[Data for this task Boundary: Start]
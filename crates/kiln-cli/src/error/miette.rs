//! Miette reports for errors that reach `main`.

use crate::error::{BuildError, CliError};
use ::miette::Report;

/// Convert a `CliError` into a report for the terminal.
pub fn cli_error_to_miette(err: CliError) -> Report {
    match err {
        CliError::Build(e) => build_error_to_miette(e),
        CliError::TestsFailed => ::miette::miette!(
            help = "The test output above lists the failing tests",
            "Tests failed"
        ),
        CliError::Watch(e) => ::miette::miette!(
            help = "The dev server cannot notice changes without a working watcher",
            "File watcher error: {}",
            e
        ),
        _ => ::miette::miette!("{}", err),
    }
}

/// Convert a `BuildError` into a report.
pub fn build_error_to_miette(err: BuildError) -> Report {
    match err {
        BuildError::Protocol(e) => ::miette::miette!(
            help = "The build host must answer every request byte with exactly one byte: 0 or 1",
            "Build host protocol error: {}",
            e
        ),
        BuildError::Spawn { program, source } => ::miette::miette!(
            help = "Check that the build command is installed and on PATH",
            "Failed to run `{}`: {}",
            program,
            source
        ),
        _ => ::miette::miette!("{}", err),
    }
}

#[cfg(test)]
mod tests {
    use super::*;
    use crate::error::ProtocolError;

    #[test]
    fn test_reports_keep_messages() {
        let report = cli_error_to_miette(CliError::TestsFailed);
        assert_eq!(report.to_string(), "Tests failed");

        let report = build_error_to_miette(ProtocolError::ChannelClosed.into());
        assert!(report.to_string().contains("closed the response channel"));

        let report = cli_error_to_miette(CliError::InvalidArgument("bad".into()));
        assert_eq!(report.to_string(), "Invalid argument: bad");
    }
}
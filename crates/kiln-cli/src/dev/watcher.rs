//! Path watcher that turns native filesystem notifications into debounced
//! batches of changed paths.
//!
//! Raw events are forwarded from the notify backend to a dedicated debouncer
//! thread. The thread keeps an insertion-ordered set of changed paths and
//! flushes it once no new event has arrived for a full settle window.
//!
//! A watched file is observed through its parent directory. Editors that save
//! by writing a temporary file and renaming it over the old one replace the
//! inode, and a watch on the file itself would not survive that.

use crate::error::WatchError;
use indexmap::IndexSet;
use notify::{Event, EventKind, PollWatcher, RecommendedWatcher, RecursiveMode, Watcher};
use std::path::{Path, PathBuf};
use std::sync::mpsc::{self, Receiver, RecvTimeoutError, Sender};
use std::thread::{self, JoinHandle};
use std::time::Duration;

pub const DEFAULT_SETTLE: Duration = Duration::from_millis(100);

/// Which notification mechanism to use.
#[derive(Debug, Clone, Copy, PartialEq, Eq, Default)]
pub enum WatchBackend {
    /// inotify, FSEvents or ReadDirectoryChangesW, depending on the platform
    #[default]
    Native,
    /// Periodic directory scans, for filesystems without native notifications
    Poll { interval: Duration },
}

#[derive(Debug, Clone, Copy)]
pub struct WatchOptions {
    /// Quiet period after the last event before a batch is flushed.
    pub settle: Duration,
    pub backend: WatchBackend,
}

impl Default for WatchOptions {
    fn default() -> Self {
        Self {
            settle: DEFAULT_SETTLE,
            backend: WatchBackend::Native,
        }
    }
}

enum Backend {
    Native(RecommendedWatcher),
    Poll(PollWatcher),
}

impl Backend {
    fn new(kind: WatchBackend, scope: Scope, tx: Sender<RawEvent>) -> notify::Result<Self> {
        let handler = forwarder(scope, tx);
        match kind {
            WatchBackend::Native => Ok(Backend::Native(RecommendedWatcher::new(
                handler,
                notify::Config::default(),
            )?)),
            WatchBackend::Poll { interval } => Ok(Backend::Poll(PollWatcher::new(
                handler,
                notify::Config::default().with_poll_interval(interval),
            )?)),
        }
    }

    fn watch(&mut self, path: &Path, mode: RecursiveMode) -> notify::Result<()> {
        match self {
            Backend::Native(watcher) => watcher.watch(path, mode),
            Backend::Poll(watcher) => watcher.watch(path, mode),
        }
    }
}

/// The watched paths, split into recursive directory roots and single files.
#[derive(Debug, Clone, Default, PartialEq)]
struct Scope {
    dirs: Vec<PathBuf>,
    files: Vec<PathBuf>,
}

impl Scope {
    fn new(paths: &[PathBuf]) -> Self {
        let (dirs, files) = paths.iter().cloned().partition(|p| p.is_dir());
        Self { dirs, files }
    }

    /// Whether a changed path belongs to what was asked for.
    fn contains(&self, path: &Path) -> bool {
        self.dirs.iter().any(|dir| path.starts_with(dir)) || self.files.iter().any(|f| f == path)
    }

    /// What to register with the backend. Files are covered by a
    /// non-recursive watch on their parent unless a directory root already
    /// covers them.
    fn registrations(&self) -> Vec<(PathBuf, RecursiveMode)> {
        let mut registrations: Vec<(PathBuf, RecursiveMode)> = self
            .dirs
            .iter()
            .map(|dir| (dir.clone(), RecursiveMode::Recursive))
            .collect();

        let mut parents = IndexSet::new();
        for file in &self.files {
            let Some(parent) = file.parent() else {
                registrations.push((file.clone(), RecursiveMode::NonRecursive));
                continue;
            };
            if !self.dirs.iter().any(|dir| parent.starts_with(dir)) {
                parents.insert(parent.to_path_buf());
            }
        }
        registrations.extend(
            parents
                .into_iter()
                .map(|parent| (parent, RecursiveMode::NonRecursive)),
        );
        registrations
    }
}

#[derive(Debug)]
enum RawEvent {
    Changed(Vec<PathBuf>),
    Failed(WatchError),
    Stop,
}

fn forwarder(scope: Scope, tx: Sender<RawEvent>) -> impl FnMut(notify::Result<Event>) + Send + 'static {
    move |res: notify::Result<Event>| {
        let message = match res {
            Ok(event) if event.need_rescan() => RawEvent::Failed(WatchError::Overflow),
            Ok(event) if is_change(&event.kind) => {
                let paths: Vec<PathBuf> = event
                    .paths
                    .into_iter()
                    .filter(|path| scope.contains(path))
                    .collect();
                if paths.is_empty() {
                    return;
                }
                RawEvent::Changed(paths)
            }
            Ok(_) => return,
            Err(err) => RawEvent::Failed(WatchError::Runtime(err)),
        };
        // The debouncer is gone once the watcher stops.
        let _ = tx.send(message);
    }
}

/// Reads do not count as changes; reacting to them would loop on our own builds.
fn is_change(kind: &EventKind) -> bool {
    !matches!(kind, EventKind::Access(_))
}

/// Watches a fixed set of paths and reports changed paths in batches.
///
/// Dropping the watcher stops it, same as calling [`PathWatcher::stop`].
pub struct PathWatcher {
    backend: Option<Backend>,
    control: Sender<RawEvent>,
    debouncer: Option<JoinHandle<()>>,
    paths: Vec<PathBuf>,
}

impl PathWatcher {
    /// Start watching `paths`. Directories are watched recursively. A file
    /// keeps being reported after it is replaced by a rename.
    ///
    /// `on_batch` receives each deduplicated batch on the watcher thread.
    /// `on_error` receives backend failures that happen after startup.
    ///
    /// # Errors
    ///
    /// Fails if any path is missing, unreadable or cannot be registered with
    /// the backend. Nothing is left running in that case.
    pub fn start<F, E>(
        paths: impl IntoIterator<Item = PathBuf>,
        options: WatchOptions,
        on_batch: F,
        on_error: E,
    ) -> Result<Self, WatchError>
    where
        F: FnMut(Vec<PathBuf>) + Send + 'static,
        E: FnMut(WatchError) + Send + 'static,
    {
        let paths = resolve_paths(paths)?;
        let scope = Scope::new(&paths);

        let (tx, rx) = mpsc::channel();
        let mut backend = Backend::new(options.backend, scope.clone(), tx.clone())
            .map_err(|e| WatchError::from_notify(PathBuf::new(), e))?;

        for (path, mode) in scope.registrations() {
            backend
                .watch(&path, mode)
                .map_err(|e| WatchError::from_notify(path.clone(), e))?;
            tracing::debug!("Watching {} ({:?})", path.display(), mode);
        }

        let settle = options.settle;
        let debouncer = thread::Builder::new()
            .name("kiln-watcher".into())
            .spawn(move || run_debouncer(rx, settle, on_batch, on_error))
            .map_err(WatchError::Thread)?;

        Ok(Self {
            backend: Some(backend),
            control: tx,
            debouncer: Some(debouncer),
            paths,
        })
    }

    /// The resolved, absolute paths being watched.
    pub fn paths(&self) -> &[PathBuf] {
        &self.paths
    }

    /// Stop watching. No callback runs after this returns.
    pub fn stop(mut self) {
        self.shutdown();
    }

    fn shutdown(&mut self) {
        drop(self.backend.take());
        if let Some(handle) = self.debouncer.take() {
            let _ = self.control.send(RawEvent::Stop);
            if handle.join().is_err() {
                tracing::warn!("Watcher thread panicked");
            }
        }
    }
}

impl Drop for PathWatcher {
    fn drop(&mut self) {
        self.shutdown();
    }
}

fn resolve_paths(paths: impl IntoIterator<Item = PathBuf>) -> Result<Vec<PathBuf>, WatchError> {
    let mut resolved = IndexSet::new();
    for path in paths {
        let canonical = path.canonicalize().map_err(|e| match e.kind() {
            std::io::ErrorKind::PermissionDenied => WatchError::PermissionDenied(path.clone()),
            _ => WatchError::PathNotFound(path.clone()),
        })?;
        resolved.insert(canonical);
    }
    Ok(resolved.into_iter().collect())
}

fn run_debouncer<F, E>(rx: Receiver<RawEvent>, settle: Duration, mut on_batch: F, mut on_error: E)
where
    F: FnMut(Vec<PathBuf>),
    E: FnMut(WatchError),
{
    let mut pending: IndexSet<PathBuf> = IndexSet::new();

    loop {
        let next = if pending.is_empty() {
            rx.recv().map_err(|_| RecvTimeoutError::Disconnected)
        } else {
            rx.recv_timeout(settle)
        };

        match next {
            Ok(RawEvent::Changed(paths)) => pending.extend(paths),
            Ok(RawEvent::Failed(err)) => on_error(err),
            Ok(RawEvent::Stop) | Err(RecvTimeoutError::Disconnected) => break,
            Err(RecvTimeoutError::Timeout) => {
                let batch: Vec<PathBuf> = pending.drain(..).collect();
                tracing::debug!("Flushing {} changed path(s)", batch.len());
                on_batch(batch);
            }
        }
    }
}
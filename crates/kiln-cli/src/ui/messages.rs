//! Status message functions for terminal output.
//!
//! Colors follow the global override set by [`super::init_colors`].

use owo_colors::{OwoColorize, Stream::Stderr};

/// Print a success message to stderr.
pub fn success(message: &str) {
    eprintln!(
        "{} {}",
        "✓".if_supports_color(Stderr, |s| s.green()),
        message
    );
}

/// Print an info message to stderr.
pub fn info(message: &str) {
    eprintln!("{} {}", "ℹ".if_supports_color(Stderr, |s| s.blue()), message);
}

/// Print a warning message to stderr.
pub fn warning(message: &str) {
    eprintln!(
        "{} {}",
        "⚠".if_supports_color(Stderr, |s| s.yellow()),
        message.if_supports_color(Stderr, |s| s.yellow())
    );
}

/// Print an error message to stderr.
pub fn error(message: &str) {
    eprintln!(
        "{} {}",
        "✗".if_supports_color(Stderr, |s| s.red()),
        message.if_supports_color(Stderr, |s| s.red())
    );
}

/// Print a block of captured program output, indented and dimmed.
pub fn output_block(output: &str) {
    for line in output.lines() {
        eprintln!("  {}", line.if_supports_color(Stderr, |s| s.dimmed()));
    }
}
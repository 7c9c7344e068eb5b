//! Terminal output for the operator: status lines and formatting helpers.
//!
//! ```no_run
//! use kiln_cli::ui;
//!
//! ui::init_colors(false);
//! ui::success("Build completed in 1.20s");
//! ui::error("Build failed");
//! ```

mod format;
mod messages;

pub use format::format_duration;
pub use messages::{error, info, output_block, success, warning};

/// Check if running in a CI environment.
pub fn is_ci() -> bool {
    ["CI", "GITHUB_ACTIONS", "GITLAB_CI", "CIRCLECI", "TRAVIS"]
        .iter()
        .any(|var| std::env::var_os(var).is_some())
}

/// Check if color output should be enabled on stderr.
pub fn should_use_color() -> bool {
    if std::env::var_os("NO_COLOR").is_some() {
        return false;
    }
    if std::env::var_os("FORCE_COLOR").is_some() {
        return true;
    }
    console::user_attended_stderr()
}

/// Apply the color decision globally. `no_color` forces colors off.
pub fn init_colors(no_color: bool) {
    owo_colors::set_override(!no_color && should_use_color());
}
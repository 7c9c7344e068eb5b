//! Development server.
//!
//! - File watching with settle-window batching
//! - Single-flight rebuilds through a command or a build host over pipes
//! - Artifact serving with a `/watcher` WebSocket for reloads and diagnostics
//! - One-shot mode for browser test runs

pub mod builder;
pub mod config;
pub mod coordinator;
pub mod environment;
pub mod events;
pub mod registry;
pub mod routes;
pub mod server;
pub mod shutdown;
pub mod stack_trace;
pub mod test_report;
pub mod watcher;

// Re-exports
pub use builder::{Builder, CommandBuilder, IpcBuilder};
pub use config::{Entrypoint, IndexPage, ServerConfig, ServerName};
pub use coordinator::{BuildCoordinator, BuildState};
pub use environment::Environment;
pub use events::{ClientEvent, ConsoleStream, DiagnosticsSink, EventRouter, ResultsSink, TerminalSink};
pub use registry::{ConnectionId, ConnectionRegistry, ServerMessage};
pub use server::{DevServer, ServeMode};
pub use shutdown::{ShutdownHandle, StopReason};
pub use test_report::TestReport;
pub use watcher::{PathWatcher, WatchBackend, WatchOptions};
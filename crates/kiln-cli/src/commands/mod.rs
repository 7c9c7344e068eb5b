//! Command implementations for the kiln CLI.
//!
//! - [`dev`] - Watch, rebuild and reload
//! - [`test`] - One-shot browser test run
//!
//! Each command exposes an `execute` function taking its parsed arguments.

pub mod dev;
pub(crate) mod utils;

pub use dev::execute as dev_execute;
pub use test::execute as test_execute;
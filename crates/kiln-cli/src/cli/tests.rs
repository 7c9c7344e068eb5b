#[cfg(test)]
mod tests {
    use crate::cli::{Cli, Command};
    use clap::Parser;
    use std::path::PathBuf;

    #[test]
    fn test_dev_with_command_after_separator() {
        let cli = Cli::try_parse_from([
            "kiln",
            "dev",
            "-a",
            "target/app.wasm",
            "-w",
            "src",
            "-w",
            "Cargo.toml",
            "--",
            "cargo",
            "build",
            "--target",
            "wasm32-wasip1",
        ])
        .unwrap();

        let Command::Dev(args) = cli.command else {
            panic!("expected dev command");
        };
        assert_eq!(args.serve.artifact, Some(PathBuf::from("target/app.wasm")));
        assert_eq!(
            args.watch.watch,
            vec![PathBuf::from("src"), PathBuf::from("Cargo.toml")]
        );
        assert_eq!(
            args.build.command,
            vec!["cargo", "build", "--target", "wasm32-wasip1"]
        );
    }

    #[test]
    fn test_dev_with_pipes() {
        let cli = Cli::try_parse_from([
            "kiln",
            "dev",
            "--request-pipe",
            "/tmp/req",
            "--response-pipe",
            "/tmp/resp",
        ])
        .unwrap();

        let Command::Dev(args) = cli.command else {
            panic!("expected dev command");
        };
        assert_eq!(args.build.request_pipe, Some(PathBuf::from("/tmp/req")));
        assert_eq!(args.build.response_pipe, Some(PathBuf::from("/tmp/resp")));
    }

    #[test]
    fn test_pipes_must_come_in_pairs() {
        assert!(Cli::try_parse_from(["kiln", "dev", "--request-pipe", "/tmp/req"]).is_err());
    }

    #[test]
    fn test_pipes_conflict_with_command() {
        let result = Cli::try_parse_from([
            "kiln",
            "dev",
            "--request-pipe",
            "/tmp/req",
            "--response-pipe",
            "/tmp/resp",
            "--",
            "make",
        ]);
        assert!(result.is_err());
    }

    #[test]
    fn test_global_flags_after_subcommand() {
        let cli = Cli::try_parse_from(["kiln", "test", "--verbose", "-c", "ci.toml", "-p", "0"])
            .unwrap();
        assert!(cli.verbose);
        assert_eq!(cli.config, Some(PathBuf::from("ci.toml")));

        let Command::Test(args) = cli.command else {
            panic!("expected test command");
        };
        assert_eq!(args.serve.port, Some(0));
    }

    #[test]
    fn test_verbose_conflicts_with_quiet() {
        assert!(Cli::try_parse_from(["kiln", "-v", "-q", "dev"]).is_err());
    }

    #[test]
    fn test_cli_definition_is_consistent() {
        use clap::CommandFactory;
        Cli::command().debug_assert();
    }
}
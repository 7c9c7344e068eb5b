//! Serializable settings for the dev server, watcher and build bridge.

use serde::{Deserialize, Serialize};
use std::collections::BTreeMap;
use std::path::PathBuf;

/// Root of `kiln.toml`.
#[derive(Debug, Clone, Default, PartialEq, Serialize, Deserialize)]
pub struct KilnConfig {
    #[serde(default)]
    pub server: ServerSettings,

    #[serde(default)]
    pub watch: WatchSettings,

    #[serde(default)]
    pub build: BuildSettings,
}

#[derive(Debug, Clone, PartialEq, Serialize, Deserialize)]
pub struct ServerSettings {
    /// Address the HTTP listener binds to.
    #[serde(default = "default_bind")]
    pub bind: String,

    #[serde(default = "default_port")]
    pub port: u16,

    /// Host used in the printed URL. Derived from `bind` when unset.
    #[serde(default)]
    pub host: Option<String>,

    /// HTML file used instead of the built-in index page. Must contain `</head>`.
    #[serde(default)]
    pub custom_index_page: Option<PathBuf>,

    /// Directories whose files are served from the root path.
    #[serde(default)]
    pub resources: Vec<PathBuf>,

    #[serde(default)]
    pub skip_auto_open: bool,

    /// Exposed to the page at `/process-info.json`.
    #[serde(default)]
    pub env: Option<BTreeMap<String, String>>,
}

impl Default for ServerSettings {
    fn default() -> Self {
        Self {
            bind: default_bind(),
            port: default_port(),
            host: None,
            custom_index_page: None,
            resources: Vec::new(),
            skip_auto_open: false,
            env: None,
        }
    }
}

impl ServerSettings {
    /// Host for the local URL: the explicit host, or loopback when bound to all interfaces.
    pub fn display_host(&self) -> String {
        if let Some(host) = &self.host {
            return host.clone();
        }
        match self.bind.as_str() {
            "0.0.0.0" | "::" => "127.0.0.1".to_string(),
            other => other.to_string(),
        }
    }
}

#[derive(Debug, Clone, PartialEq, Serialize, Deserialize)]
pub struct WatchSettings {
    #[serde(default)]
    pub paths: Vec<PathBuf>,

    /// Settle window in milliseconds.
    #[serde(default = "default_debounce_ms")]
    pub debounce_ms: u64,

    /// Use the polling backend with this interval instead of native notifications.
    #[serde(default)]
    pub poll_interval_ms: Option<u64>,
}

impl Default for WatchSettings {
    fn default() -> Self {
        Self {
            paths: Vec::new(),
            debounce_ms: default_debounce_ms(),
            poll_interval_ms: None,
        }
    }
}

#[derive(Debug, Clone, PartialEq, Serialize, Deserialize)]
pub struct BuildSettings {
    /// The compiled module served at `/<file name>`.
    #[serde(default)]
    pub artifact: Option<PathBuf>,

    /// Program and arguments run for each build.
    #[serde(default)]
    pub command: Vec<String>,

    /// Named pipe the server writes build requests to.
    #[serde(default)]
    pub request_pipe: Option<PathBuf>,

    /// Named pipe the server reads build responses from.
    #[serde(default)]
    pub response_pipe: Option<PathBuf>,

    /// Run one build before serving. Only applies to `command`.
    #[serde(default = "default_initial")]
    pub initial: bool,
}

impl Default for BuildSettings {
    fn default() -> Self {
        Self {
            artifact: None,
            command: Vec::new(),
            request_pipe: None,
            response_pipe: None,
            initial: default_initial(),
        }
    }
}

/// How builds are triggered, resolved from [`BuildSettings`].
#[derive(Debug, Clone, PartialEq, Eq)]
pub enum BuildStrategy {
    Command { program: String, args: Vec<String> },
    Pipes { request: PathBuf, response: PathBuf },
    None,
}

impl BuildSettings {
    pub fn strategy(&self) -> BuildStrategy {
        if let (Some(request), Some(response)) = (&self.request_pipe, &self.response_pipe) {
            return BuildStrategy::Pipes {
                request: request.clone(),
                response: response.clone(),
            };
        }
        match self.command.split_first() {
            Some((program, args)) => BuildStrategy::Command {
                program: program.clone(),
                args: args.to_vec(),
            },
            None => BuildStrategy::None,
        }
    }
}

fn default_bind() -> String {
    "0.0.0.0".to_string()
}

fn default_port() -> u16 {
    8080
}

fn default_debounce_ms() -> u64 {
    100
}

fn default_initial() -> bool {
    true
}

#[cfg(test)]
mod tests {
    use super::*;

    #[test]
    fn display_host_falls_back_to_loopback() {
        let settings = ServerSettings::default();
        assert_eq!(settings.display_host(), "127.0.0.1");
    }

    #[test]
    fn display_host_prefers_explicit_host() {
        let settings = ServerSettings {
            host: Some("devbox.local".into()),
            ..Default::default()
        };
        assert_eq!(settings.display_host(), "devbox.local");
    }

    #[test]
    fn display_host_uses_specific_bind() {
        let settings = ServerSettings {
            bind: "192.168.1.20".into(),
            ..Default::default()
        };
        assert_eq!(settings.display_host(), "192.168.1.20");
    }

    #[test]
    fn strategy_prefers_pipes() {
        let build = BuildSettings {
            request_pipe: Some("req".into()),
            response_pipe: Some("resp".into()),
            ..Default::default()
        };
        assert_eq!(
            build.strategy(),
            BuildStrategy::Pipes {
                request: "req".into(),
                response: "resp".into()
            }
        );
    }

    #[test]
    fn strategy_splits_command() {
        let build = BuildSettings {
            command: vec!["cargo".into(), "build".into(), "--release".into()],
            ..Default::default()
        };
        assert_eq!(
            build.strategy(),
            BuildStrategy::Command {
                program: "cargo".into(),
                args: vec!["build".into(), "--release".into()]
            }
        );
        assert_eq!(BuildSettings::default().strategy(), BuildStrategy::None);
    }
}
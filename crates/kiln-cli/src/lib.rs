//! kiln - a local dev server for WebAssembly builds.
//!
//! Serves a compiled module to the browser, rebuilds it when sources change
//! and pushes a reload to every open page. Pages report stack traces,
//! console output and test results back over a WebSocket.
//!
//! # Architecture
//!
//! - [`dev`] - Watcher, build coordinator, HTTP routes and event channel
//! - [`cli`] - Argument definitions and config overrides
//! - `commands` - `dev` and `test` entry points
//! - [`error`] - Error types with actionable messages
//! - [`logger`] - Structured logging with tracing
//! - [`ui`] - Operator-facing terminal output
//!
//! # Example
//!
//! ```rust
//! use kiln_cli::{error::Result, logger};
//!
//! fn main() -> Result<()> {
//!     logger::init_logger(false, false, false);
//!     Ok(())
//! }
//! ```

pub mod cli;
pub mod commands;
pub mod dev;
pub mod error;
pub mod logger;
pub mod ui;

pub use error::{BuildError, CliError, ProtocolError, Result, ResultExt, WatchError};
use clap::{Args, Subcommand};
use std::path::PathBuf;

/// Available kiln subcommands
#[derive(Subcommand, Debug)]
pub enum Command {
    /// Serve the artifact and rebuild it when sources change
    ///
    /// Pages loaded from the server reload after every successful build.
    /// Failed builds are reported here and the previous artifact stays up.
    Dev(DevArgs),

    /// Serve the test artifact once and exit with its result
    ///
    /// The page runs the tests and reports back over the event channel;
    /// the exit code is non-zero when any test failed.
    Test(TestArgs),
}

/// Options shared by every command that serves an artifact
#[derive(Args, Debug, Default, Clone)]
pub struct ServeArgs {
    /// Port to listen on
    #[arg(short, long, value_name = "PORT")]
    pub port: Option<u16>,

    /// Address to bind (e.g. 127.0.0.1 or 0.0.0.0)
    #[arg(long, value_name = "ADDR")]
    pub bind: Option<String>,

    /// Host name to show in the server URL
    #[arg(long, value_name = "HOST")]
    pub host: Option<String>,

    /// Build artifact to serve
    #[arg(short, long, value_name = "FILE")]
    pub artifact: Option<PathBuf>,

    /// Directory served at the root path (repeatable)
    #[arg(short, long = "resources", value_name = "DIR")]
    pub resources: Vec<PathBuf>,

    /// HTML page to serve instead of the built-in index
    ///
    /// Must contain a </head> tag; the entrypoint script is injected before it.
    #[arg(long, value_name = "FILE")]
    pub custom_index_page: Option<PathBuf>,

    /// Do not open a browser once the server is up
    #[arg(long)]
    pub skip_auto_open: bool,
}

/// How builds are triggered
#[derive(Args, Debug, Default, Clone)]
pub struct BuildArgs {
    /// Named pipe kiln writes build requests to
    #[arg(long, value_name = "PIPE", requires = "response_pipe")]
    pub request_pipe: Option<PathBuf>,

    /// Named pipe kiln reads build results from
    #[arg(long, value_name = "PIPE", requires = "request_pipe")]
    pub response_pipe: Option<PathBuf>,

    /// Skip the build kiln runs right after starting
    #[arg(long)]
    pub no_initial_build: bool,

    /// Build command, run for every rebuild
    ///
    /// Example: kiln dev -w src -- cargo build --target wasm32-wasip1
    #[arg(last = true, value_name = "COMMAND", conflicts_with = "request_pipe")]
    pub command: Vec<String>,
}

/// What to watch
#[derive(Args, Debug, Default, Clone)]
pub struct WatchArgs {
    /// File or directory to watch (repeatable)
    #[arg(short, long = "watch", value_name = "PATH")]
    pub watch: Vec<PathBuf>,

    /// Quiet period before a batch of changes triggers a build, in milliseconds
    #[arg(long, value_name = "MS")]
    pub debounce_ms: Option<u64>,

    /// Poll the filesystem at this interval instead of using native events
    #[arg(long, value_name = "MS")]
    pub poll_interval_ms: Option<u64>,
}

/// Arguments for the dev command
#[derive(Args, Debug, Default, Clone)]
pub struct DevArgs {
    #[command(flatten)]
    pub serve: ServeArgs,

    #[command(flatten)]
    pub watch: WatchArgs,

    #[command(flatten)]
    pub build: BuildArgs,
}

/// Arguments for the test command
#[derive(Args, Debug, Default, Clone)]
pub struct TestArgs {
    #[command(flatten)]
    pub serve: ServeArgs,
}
[Data for this task Boundary: End]
- What the exercise asks: Copy out every line in the records where the word "Directories" is found.

- Worked solution:
    /// Start watching `paths`. Directories are watched recursively. A file
    /// Directories whose files are served from the root path.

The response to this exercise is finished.